Palcos
Da Cela para a mesa de mistura
Suse Monteiro

Diretamente da Cela para a mesa de mistura. A frase poderia bem resumir a vida do DJ Gonçalo Siopa e o artigo terminava já aqui… mas, bom, não era a mesma coisa. 

13 Setembro, 2018

Da Cela para a mesa de mistura

Com 34 anos, a viver em Lisboa e com uma carreira que se divide, numa harmonia perfeita, entre os discos e a empresa de seguros onde trabalha, Gonçalo Siopa já passou som em eventos aclamados pelos amantes de música eletrónica, como o recente Lisb-ON. Mas, calma, estamos a ir muito depressa, não estamos? Voltemos um pouco atrás. Afinal, como é que isto tudo começou?

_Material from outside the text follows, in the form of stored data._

use axum::{extract::State, Json};
use serde::Serialize;

use crate::{
    error::AppResult,
    models::Recommendation,
    routes::recommendations::{sanitize_pipeline_error, RecommendationsBody},
    services::recommendations::Resolution,
    state::AppState,
};

#[derive(Debug, Serialize)]
pub struct DiscoverResponse {
    pub recommendations: Vec<Recommendation>,
    #[serde(rename = "fromMock")]
    pub from_mock: bool,
    #[serde(rename = "filtersAppliedButNoMatch")]
    pub filters_applied_but_no_match: bool,
}

impl From<Resolution> for DiscoverResponse {
    fn from(resolution: Resolution) -> Self {
        Self {
            from_mock: resolution.origin.is_mock(),
            filters_applied_but_no_match: resolution.filters_applied_but_no_match,
            recommendations: resolution.recommendations,
        }
    }
}

/// Handler for insights-backed discovery; same request shape as the
/// primary endpoint, provenance reported as a mock flag instead
pub async fn discover(
    State(state): State<AppState>,
    Json(body): Json<RecommendationsBody>,
) -> AppResult<Json<DiscoverResponse>> {
    let request = body.into_resolve_request();
    let resolution = state
        .discover
        .resolve(&request)
        .await
        .map_err(sanitize_pipeline_error)?;

    Ok(Json(resolution.into()))
}
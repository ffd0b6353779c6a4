use serde::Deserialize;

/// Application configuration loaded from environment variables
#[derive(Debug, Deserialize, Clone)]
pub struct Config {
    /// Base URL of the local text-generation endpoint
    #[serde(default = "default_ollama_base_url")]
    pub ollama_base_url: String,

    /// Model name passed to the generation endpoint
    #[serde(default = "default_ollama_model")]
    pub ollama_model: String,

    /// Upper bound on a single generation request, in seconds
    #[serde(default = "default_generation_timeout_secs")]
    pub generation_timeout_secs: u64,

    /// Taste-insights API key; recommendation paths degrade to curated
    /// data without it, the insights query path requires it
    #[serde(default)]
    pub insights_api_key: Option<String>,

    /// Taste-insights API base URL
    #[serde(default = "default_insights_api_url")]
    pub insights_api_url: String,

    /// Per-attempt bound on an insights request, in seconds
    #[serde(default = "default_insights_timeout_secs")]
    pub insights_timeout_secs: u64,

    /// Server host address
    #[serde(default = "default_host")]
    pub host: String,

    /// Server port
    #[serde(default = "default_port")]
    pub port: u16,
}

fn default_ollama_base_url() -> String {
    "http://localhost:11434".to_string()
}

fn default_ollama_model() -> String {
    "gemma:2b".to_string()
}

fn default_generation_timeout_secs() -> u64 {
    300
}

fn default_insights_api_url() -> String {
    "https://hackathon.api.qloo.com".to_string()
}

fn default_insights_timeout_secs() -> u64 {
    15
}

fn default_host() -> String {
    "127.0.0.1".to_string()
}

fn default_port() -> u16 {
    3000
}

impl Config {
    /// Load configuration from environment variables
    pub fn from_env() -> anyhow::Result<Self> {
        dotenvy::dotenv().ok();
        envy::from_env::<Config>().map_err(|e| anyhow::anyhow!("Failed to load config: {}", e))
    }
}
use taste_api::{config::Config, routes::create_router, state::AppState};
use tracing_subscriber::EnvFilter;

#[tokio::main]
async fn main() -> anyhow::Result<()> {
    tracing_subscriber::fmt()
        .with_env_filter(
            EnvFilter::try_from_default_env()
                .unwrap_or_else(|_| "taste_api=info,tower_http=info".into()),
        )
        .init();

    let config = Config::from_env()?;

    let state = AppState::new(&config);
    let app = create_router(state);

    let addr = format!("{}:{}", config.host, config.port);
    let listener = tokio::net::TcpListener::bind(&addr).await?;
    tracing::info!(address = %addr, "taste-api listening");
    axum::serve(listener, app).await?;

    Ok(())
}
use rand::Rng;
use reqwest::Client as HttpClient;
use serde::{Deserialize, Serialize};

use crate::{
    config::Config,
    error::{AppError, AppResult},
    models::{Category, Mode, Recommendation, RecommendationDetails},
    services::providers::{CandidateSet, CandidateSource, Origin},
};

/// Entities requested per strategy attempt
const ENTITY_LIMIT: u32 = 6;
/// Default tag count for the insights query
const DEFAULT_TAG_LIMIT: u32 = 20;

const USER_AGENT: &str = "taste-api/1.0";

// ============================================================================
// Wire types
// ============================================================================

#[derive(Debug, Deserialize)]
struct InsightsResponse {
    #[allow(dead_code)]
    success: bool,
    #[serde(default)]
    results: InsightsResults,
    #[serde(default)]
    warnings: Vec<InsightsWarning>,
    #[allow(dead_code)]
    #[serde(default)]
    duration: f64,
}

#[derive(Debug, Default, Deserialize)]
struct InsightsResults {
    #[serde(default)]
    entities: Vec<ApiEntity>,
    #[serde(default)]
    tags: Vec<TasteTag>,
}

#[derive(Debug, Deserialize)]
struct InsightsWarning {
    #[serde(rename = "type")]
    #[allow(dead_code)]
    warning_type: String,
    #[serde(default)]
    parameter: String,
    message: String,
}

/// Raw entity record as the API returns it
#[derive(Debug, Deserialize)]
struct ApiEntity {
    #[serde(default)]
    id: Option<String>,
    #[serde(default)]
    name: Option<String>,
    #[serde(rename = "type")]
    entity_type: String,
    #[serde(default)]
    metadata: Option<EntityMetadata>,
}

#[derive(Debug, Default, Deserialize)]
struct EntityMetadata {
    #[serde(default)]
    year: Option<u16>,
    #[serde(default)]
    genre: Option<Vec<String>>,
    #[serde(default)]
    rating: Option<f64>,
    #[serde(default)]
    description: Option<String>,
}

/// Tag-style insight record, passed through to the client unchanged
#[derive(Debug, Clone, Serialize, Deserialize)]
pub struct TasteTag {
    pub tag_id: String,
    pub name: String,
    #[serde(default)]
    pub types: Vec<String>,
    #[serde(default)]
    pub subtype: String,
    #[serde(default)]
    pub tag_value: String,
}

/// Normalized recommendation record from the insights provider
#[derive(Debug, Clone, PartialEq)]
pub struct InsightEntry {
    pub id: String,
    pub name: String,
    /// App-level tag where the entity type maps back to one, otherwise the
    /// provider's raw token
    pub category: String,
    pub year: Option<u16>,
    pub genre: Option<Vec<String>>,
    pub rating: f64,
    pub description: String,
}

/// Optional filters for the tags query; absent fields are omitted from the
/// request entirely
#[derive(Debug, Default, Clone)]
pub struct TasteInsightsParams {
    pub tag_types: Option<String>,
    pub parent_types: Option<String>,
    pub audiences: Option<String>,
    pub interest_entities: Option<String>,
    pub interest_tags: Option<String>,
    pub location: Option<String>,
    pub location_query: Option<String>,
    pub limit: Option<u32>,
}

// ============================================================================
// Search strategies
// ============================================================================

/// One concrete request-construction approach against the insights API
#[derive(Debug, Clone, Copy, PartialEq, Eq)]
enum Strategy {
    ByName,
    ByInterests,
    WithContext,
    ByTags,
    WithGenreContext,
    GeneralTrending,
}

impl Strategy {
    /// Ordered attempt list for a mode; a general trending search is always
    /// the last resort
    fn for_mode(mode: Mode) -> &'static [Strategy] {
        match mode {
            Mode::Specific => &[
                Strategy::ByName,
                Strategy::ByInterests,
                Strategy::WithContext,
                Strategy::GeneralTrending,
            ],
            Mode::Genre => &[
                Strategy::ByTags,
                Strategy::WithGenreContext,
                Strategy::GeneralTrending,
            ],
        }
    }

    fn label(&self) -> &'static str {
        match self {
            Strategy::ByName => "name search",
            Strategy::ByInterests => "interests search",
            Strategy::WithContext => "context search",
            Strategy::ByTags => "tags search",
            Strategy::WithGenreContext => "genre context search",
            Strategy::GeneralTrending => "general trending search",
        }
    }

    /// Query parameters for one attempt
    fn query(&self, input: &str, entity_type: &str) -> Vec<(&'static str, String)> {
        let filter_type = format!("urn:entity:{}", entity_type);
        let mut params = vec![("filter.type", filter_type)];

        match self {
            Strategy::ByName => {
                params.push(("filter.name", input.to_string()));
            }
            Strategy::ByInterests => {
                params.push(("signal.interests.query", input.to_string()));
            }
            Strategy::WithContext => {
                params.push(("signal.interests.query", input.to_string()));
                params.push(("signal.context.time", "recent".to_string()));
                params.push(("signal.context.popularity", "trending".to_string()));
            }
            Strategy::ByTags => {
                params.push(("filter.tags", input.to_string()));
            }
            Strategy::WithGenreContext => {
                params.push(("filter.tags", input.to_string()));
                params.push(("signal.context.time", "recent".to_string()));
            }
            Strategy::GeneralTrending => {
                params.push(("signal.context.popularity", "trending".to_string()));
            }
        }

        params.push(("limit", ENTITY_LIMIT.to_string()));
        params
    }
}

// ============================================================================
// Provider
// ============================================================================

#[derive(Clone)]
pub struct InsightsProvider {
    http_client: HttpClient,
    api_key: Option<String>,
    base_url: String,
    timeout: Duration,
}
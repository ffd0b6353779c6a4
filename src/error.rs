use axum::{
    http::StatusCode,
    response::{IntoResponse, Response},
    Json,
};
use serde_json::json;

/// Application-level errors
#[derive(thiserror::Error, Debug)]
pub enum AppError {
    #[error("Invalid input: {0}")]
    InvalidInput(String),

    #[error("Configuration error: {0}")]
    Configuration(String),

    #[error("HTTP client error: {0}")]
    HttpClient(#[from] reqwest::Error),

    #[error("External API error: {0}")]
    ExternalApi(String),

    #[error("Internal server error: {0}")]
    Internal(String),
}

impl IntoResponse for AppError {
    fn into_response(self) -> Response {
        let (status, message) = match self {
            AppError::InvalidInput(msg) => (StatusCode::BAD_REQUEST, msg),
            AppError::Internal(msg) => (StatusCode::INTERNAL_SERVER_ERROR, msg),
            AppError::Configuration(_) => (StatusCode::INTERNAL_SERVER_ERROR, self.to_string()),
            AppError::ExternalApi(msg) => (StatusCode::BAD_GATEWAY, msg),
            AppError::HttpClient(_) => (StatusCode::BAD_GATEWAY, self.to_string()),
        };

        let body = Json(json!({
            "error": message
        }));

        (status, body).into_response()
    }
}

pub type AppResult<T> = Result<T, AppError>;

#[cfg(test)]
mod tests {
    use super::*;

    #[test]
    fn test_invalid_input_maps_to_400() {
        let response = AppError::InvalidInput("Input and category are required".to_string())
            .into_response();
        assert_eq!(response.status(), StatusCode::BAD_REQUEST);
    }

    #[test]
    fn test_internal_maps_to_500() {
        let response =
            AppError::Internal("Failed to generate recommendations".to_string()).into_response();
        assert_eq!(response.status(), StatusCode::INTERNAL_SERVER_ERROR);
    }

    #[test]
    fn test_external_api_maps_to_502() {
        let response = AppError::ExternalApi("upstream refused".to_string()).into_response();
        assert_eq!(response.status(), StatusCode::BAD_GATEWAY);
    }
}
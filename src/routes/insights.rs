use axum::{
    extract::{Query, State},
    Json,
};
use serde::{Deserialize, Serialize};

use crate::{
    error::AppResult,
    services::providers::insights::{TasteInsightsParams, TasteTag},
    state::AppState,
};

/// Query parameters for the taste-insights endpoint; all optional
#[derive(Debug, Default, Deserialize)]
#[serde(rename_all = "camelCase")]
pub struct InsightsQuery {
    pub tag_types: Option<String>,
    pub parent_types: Option<String>,
    pub audiences: Option<String>,
    pub interest_entities: Option<String>,
    pub interest_tags: Option<String>,
    pub location: Option<String>,
    pub location_query: Option<String>,
    pub limit: Option<u32>,
}

impl From<InsightsQuery> for TasteInsightsParams {
    fn from(query: InsightsQuery) -> Self {
        Self {
            tag_types: query.tag_types,
            parent_types: query.parent_types,
            audiences: query.audiences,
            interest_entities: query.interest_entities,
            interest_tags: query.interest_tags,
            location: query.location,
            location_query: query.location_query,
            limit: query.limit,
        }
    }
}

#[derive(Debug, Serialize)]
pub struct InsightsResponse {
    pub tags: Vec<TasteTag>,
}

/// Handler for direct tag-style insights queries.
///
/// Unlike the recommendation paths this has no fallback: configuration and
/// upstream failures propagate to the client as errors.
pub async fn insights(
    State(state): State<AppState>,
    Query(query): Query<InsightsQuery>,
) -> AppResult<Json<InsightsResponse>> {
    let tags = state.insights.taste_insights(&query.into()).await?;
    Ok(Json(InsightsResponse { tags }))
}

#[cfg(test)]
mod tests {
    use super::*;

    #[test]
    fn test_query_field_names_match_contract() {
        let query: InsightsQuery = serde_json::from_str(
            r#"{"tagTypes": "urn:tag:keyword:media", "audiences": "urn:audience:millennials", "limit": 5}"#,
        )
        .unwrap();
        assert_eq!(query.tag_types.as_deref(), Some("urn:tag:keyword:media"));
        assert_eq!(query.audiences.as_deref(), Some("urn:audience:millennials"));
        assert_eq!(query.limit, Some(5));
        assert_eq!(query.location, None);
    }

    #[test]
    fn test_query_converts_to_params() {
        let query = InsightsQuery {
            interest_entities: Some("urn:entity:movie:inception".to_string()),
            limit: Some(10),
            ..Default::default()
        };
        let params: TasteInsightsParams = query.into();
        assert_eq!(
            params.interest_entities.as_deref(),
            Some("urn:entity:movie:inception")
        );
        assert_eq!(params.limit, Some(10));
        assert_eq!(params.tag_types, None);
    }
}
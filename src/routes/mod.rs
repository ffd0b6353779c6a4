use axum::{
    http::StatusCode,
    routing::{get, post},
    Json, Router,
};
use serde_json::{json, Value};
use tower_http::{cors::CorsLayer, trace::TraceLayer};

use crate::{
    middleware::{make_span_with_request_id, request_id_middleware},
    state::AppState,
};

pub mod discover;
pub mod insights;
pub mod recommendations;

/// Creates the application router with all routes
pub fn create_router(state: AppState) -> Router {
    Router::new()
        .route("/health", get(health_check))
        .route("/recommendations", post(recommendations::recommend))
        .route("/discover", post(discover::discover))
        .route("/insights", get(insights::insights))
        .layer(CorsLayer::permissive())
        .layer(TraceLayer::new_for_http().make_span_with(make_span_with_request_id))
        .layer(axum::middleware::from_fn(request_id_middleware))
        .with_state(state)
}

/// Health check endpoint
async fn health_check() -> (StatusCode, Json<Value>) {
    (StatusCode::OK, Json(json!({ "status": "healthy" })))
}
use serde::{Deserialize, Serialize};

/// One of the nine fixed domain tags the app recommends within.
///
/// The tag scopes prompt construction, insights entity-type mapping, and
/// media enrichment dimensions.
#[derive(Debug, Clone, Copy, PartialEq, Eq, Hash, Serialize, Deserialize)]
#[serde(rename_all = "lowercase")]
pub enum Category {
    Movies,
    Music,
    Books,
    Places,
    Food,
    Fashion,
    Games,
    Art,
    Mood,
}

impl Category {
    pub const ALL: [Category; 9] = [
        Category::Movies,
        Category::Music,
        Category::Books,
        Category::Places,
        Category::Food,
        Category::Fashion,
        Category::Games,
        Category::Art,
        Category::Mood,
    ];

    /// Lowercase tag used on the wire and in templated text
    pub fn as_str(&self) -> &'static str {
        match self {
            Category::Movies => "movies",
            Category::Music => "music",
            Category::Books => "books",
            Category::Places => "places",
            Category::Food => "food",
            Category::Fashion => "fashion",
            Category::Games => "games",
            Category::Art => "art",
            Category::Mood => "mood",
        }
    }

    /// Capitalized form used in fallback record names
    pub fn display_name(&self) -> &'static str {
        match self {
            Category::Movies => "Movies",
            Category::Music => "Music",
            Category::Books => "Books",
            Category::Places => "Places",
            Category::Food => "Food",
            Category::Fashion => "Fashion",
            Category::Games => "Games",
            Category::Art => "Art",
            Category::Mood => "Mood",
        }
    }

    /// Emoji shown alongside the category in generation prompts
    pub fn emoji(&self) -> &'static str {
        match self {
            Category::Movies => "\u{1F3AC}",
            Category::Music => "\u{1F3A7}",
            Category::Books => "\u{1F4D6}",
            Category::Places => "\u{1F4CD}",
            Category::Food => "\u{1F371}",
            Category::Fashion => "\u{1F455}",
            Category::Games => "\u{1F3AE}",
            Category::Art => "\u{1F3A8}",
            Category::Mood => "\u{1F9D8}",
        }
    }

    /// Entity-type token the insights provider expects for this category.
    ///
    /// Artists are represented as persons upstream; moods map to music.
    pub fn entity_type(&self) -> &'static str {
        match self {
            Category::Movies => "movie",
            Category::Music => "music",
            Category::Books => "book",
            Category::Places => "place",
            Category::Food => "restaurant",
            Category::Fashion => "fashion",
            Category::Games => "game",
            Category::Art => "person",
            Category::Mood => "music",
        }
    }

    /// Inverse of [`entity_type`](Self::entity_type). The music token maps
    /// back to the music category, so a mood request round-trips as music.
    pub fn from_entity_type(token: &str) -> Option<Category> {
        match token {
            "movie" => Some(Category::Movies),
            "music" => Some(Category::Music),
            "book" => Some(Category::Books),
            "place" => Some(Category::Places),
            "restaurant" => Some(Category::Food),
            "fashion" => Some(Category::Fashion),
            "game" => Some(Category::Games),
            "person" => Some(Category::Art),
            _ => None,
        }
    }
}

/// Whether the user named a specific known entity or a genre/style tag
#[derive(Debug, Clone, Copy, Default, PartialEq, Eq, Serialize, Deserialize)]
#[serde(rename_all = "lowercase")]
pub enum Mode {
    #[default]
    Specific,
    Genre,
}

/// Narrative detail attached to every recommendation.
///
/// The reason/tips/summary fields are always non-empty; missing upstream
/// values are replaced with fixed human-readable defaults at construction.
#[derive(Debug, Clone, PartialEq, Serialize, Deserialize)]
pub struct RecommendationDetails {
    pub reason: String,
    pub tips: String,
    pub summary: String,
    #[serde(default, skip_serializing_if = "Option::is_none")]
    pub language: Option<String>,
    #[serde(default, skip_serializing_if = "Option::is_none")]
    pub trailer: Option<String>,
    #[serde(default, skip_serializing_if = "Option::is_none")]
    pub preview: Option<String>,
}

/// Canonical recommendation entity returned to the client.
///
/// Constructed fresh per request from a validated provider record or a
/// generated fallback record; never persisted.
#[derive(Debug, Clone, PartialEq, Serialize, Deserialize)]
pub struct Recommendation {
    /// Unique within a single response, not globally
    pub id: String,
    pub name: String,
    /// App-level category tag (kept as text: provider records may carry
    /// tokens outside the fixed set)
    pub category: String,
    /// Always populated; a placeholder URL when no real media exists
    pub image: String,
    /// In [0, 10]; defaulted upstream when missing
    pub rating: f64,
    pub description: String,
    pub details: RecommendationDetails,
}

#[cfg(test)]
mod tests {
    use super::*;

    #[test]
    fn test_category_serde_round_trip() {
        for category in Category::ALL {
            let json = serde_json::to_string(&category).unwrap();
            assert_eq!(json, format!("\"{}\"", category.as_str()));
            let back: Category = serde_json::from_str(&json).unwrap();
            assert_eq!(back, category);
        }
    }

    #[test]
    fn test_category_rejects_unknown_tag() {
        let result: Result<Category, _> = serde_json::from_str("\"podcasts\"");
        assert!(result.is_err());
    }

    #[test]
    fn test_entity_type_mapping() {
        assert_eq!(Category::Movies.entity_type(), "movie");
        assert_eq!(Category::Food.entity_type(), "restaurant");
        assert_eq!(Category::Art.entity_type(), "person");
        assert_eq!(Category::Mood.entity_type(), "music");
    }

    #[test]
    fn test_inverse_entity_type_mapping() {
        assert_eq!(Category::from_entity_type("movie"), Some(Category::Movies));
        assert_eq!(Category::from_entity_type("restaurant"), Some(Category::Food));
        assert_eq!(Category::from_entity_type("person"), Some(Category::Art));
        // music token resolves to the music category, not mood
        assert_eq!(Category::from_entity_type("music"), Some(Category::Music));
        assert_eq!(Category::from_entity_type("podcast"), None);
    }

    #[test]
    fn test_mode_defaults_to_specific() {
        assert_eq!(Mode::default(), Mode::Specific);
        let parsed: Mode = serde_json::from_str("\"genre\"").unwrap();
        assert_eq!(parsed, Mode::Genre);
    }

    #[test]
    fn test_details_skip_absent_media_fields() {
        let details = RecommendationDetails {
            reason: "r".to_string(),
            tips: "t".to_string(),
            summary: "s".to_string(),
            language: None,
            trailer: None,
            preview: None,
        };
        let json = serde_json::to_value(&details).unwrap();
        assert!(json.get("language").is_none());
        assert!(json.get("trailer").is_none());
        assert!(json.get("preview").is_none());
    }
}
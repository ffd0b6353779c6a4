use axum::{
    body::Body, extract::Request, http::HeaderValue, middleware::Next, response::Response,
};
use uuid::Uuid;

/// HTTP header name for request ID
pub const REQUEST_ID_HEADER: &str = "x-request-id";

/// Per-request identifier stored in request extensions
#[derive(Clone, Debug)]
pub struct RequestId(pub Uuid);

impl RequestId {
    pub fn new() -> Self {
        Self(Uuid::new_v4())
    }
}

impl Default for RequestId {
    fn default() -> Self {
        Self::new()
    }
}

impl std::fmt::Display for RequestId {
    fn fmt(&self, f: &mut std::fmt::Formatter<'_>) -> std::fmt::Result {
        write!(f, "{}", self.0)
    }
}

/// Middleware that reuses an incoming `x-request-id` header (when it parses
/// as a UUID) or generates a fresh one, stores it in the request extensions
/// for the tracing span, and echoes it on the response.
pub async fn request_id_middleware(mut request: Request, next: Next) -> Response {
    let request_id = request
        .headers()
        .get(REQUEST_ID_HEADER)
        .and_then(|h| h.to_str().ok())
        .and_then(|s| Uuid::parse_str(s).ok())
        .map(RequestId)
        .unwrap_or_default();

    request.extensions_mut().insert(request_id.clone());

    let mut response = next.run(request).await;

    if let Ok(header_value) = HeaderValue::from_str(&request_id.to_string()) {
        response
            .headers_mut()
            .insert(REQUEST_ID_HEADER, header_value);
    }

    response
}

/// Builds the per-request tracing span, tagged with the request ID
pub fn make_span_with_request_id(request: &Request<Body>) -> tracing::Span {
    let request_id = request
        .extensions()
        .get::<RequestId>()
        .map(|id| id.to_string())
        .unwrap_or_else(|| "unknown".to_string());

    tracing::info_span!(
        "http_request",
        method = %request.method(),
        uri = %request.uri(),
        request_id = %request_id,
    )
}
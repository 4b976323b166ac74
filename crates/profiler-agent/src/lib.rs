//! Profiler agent
//!
//! Host process for the profiling trigger pipeline: loads settings, wires
//! the library components together and serves health and metrics.

pub mod api;
pub mod config;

O DJ confidenciou à Bússola que sempre sentiu “gosto e curiosidade pela música e vontade em mostrar às pessoas sonoridades diferentes”. “Comecei na minha adolescência a passar música nos aniversários dos meus amigos e em festas privadas, inspirado pelo DJ’s que ouvia na rádio”, recorda.

Se a música fez parte da sua identidade, então não há como evitar a questão mais cliché de todas! Tínhamos mesmo que saber quais os estilos com que o DJ mais se identifica. “Esta é a pergunta a qual tenho mais dificuldade em responder porque o espectro musical com que me relaciono é bastante eclético, vai da música ambiental até ao techno e a caminho ainda dá para passar pelo dub, disco, house”. Quem diria, mister DJ... Bem, pelo menos, tem certezas sobre quem o inspira, saltando alguns nomes cá para fora: DJ Vibe, o Dj Harvey, entre tantos outros DJ’s portugueses, dos quais até é amigo. E não apenas do Face...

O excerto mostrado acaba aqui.